Persona con poncho camuflaje reflejada en un cristal, en una parada de autobús vacía, bajo la lluvia.
Cuando el reflejo y el camino se cruzan: empieza la revisión interna (y tarifaria).

En el momento de ponerme el poncho, todo se ordena. La vista focaliza el sendero, el cuerpo implementa el modo travesía y la mente, comienza a unificar, las ideas que encierran, separan y apagan, para redirigirlas hacia narrativas que abren, conectan y evolucionan con la vida real, dejando atrás, las fantasías de la mentalidad.

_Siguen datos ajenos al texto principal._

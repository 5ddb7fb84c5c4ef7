//! In-process requests against a built host's router.

use axum::{
    Router,
    body::{Body, Bytes, to_bytes},
    http::{HeaderMap, HeaderValue, Method, Request, StatusCode, header},
};
use serde::{Serialize, de::DeserializeOwned};
use tower::ServiceExt;

use crate::error::TestingError;

/// Sends requests straight into the host's router, without a socket.
#[derive(Debug, Clone)]
pub struct TestClient {
    router: Router,
}

impl TestClient {
    pub(crate) fn new(router: Router) -> Self {
        Self { router }
    }

    /// Sends `request` through the router and buffers the response.
    pub async fn send(&self, request: Request<Body>) -> Result<TestResponse, TestingError> {
        let response = match self.router.clone().oneshot(request).await {
            Ok(response) => response,
            Err(never) => match never {},
        };

        let status = response.status();
        let headers = response.headers().clone();
        let body = to_bytes(response.into_body(), usize::MAX)
            .await
            .map_err(TestingError::Body)?;
        Ok(TestResponse {
            status,
            headers,
            body,
        })
    }

    /// GETs `uri`.
    pub async fn get(&self, uri: &str) -> Result<TestResponse, TestingError> {
        self.send(Request::get(uri).body(Body::empty())?).await
    }

    /// GETs `uri`, requires a success status and parses the body.
    pub async fn get_json<T: DeserializeOwned>(&self, uri: &str) -> Result<T, TestingError> {
        self.get(uri).await?.ensure_success()?.json()
    }

    /// POSTs `body` as JSON.
    pub async fn post_json<B: Serialize + ?Sized>(
        &self,
        uri: &str,
        body: &B,
    ) -> Result<TestResponse, TestingError> {
        let request = Request::builder()
            .method(Method::POST)
            .uri(uri)
            .header(header::CONTENT_TYPE, HeaderValue::from_static("application/json"))
            .body(Body::from(serde_json::to_vec(body)?))?;
        self.send(request).await
    }
}

/// Fully buffered response.
#[derive(Debug, Clone)]
pub struct TestResponse {
    status: StatusCode,
    headers: HeaderMap,
    body: Bytes,
}

impl TestResponse {
    /// Response status.
    pub fn status(&self) -> StatusCode {
        self.status
    }

    /// Whether the status is 2xx.
    pub fn is_success(&self) -> bool {
        self.status.is_success()
    }

    /// Response headers.
    pub fn headers(&self) -> &HeaderMap {
        &self.headers
    }

    /// Raw body.
    pub fn body(&self) -> &Bytes {
        &self.body
    }

    /// Body as text, with invalid UTF-8 replaced.
    pub fn text(&self) -> String {
        String::from_utf8_lossy(&self.body).into_owned()
    }

    /// Parses the body as JSON, whatever the status.
    pub fn json<T: DeserializeOwned>(&self) -> Result<T, TestingError> {
        Ok(serde_json::from_slice(&self.body)?)
    }

    /// Fails with [`TestingError::Status`] unless the status is 2xx.
    pub fn ensure_success(self) -> Result<Self, TestingError> {
        if self.is_success() {
            return Ok(self);
        }
        Err(TestingError::Status {
            status: self.status,
            body: self.text(),
        })
    }
}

De repente, un pensamiento insiste en repetirse, sin dejarse unificar. No se rinde, pide sin ofrecer, apura y trata de controlar el resultado a su antojo. Ahí es cuando entiendes, que necesitas, un formateo mental. Entonces revisas esa idea, identificas de dónde viene, valoras si te ayuda a ser más libre y concluyes la revisión, con un dictamen de reciclaje y reformulación. El resultado, la transforma en abono, para preguntas renovadas y frescas, que no tratan de imponerse, sino de colaborar, en favor del recurso mental. 

En Revenue pasa igual, se heredan tarifas, paridades o restricciones, como si fueran dogmas, “porque antes funcionó”. -¿Y qué?-. Un sistema que no se cuestiona, se convierte en un museo y la gestión hotelera están para facturar, no para exhibir reliquias.